Dataset entries:
•••

/*============================================================
  Synavera Project: Syn-Repo
  Module: synrepo_core::resource
  Etiquette: Synavera Script Etiquette — Rust Profile v1.1
  ------------------------------------------------------------
  Purpose:
    Open a resource named either by a local path or by an
    http(s) URL and hand back its raw bytes.

  Security / Safety Notes:
    Performs read-only GET requests and file reads; nothing is
    written or executed.

  Dependencies:
    reqwest for HTTP, tokio::fs for local reads.

  Operational Scope:
    Backs repository-list, mirror-list and catalog archive
    loading so callers treat every source as a byte stream.

  Revision History:
    2026-09-14 COD  Authored generic resource opener.
============================================================*/

use std::path::Path;

use crate::error::{Result, SynrepoError};

/// True when `uri` must be fetched over HTTP.
pub fn is_url(uri: &str) -> bool {
    uri.starts_with("http://") || uri.starts_with("https://")
}

/// Join path segments onto a base that may be a URL or a directory.
pub fn join(base: &str, segments: &[&str]) -> String {
    let mut joined = base.trim_end_matches('/').to_string();
    for segment in segments {
        joined.push('/');
        joined.push_str(segment.trim_matches('/'));
    }
    joined
}

/// Read the whole resource into memory.
pub async fn open_resource(client: &reqwest::Client, uri: &str) -> Result<Vec<u8>> {
    if is_url(uri) {
        let response = client
            .get(uri)
            .send()
            .await
            .map_err(|err| SynrepoError::Network(format!("GET {uri} failed: {err}")))?;
        if !response.status().is_success() {
            return Err(SynrepoError::Network(format!(
                "GET {uri} answered {}",
                response.status()
            )));
        }
        let body = response
            .bytes()
            .await
            .map_err(|err| SynrepoError::Network(format!("Reading {uri} failed: {err}")))?;
        Ok(body.to_vec())
    } else {
        tokio::fs::read(Path::new(uri)).await.map_err(|err| {
            SynrepoError::Filesystem(format!("Failed to read {uri}: {err}"))
        })
    }
}

/// Read a resource that must be UTF-8 text.
pub async fn open_text(client: &reqwest::Client, uri: &str) -> Result<String> {
    let bytes = open_resource(client, uri).await?;
    String::from_utf8(bytes)
        .map_err(|err| SynrepoError::Serialization(format!("{uri} is not UTF-8: {err}")))
}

•••

• The problem:
Exactly one number is wanted in reply: the count of lines above that hold the string "must".

• Task output:
2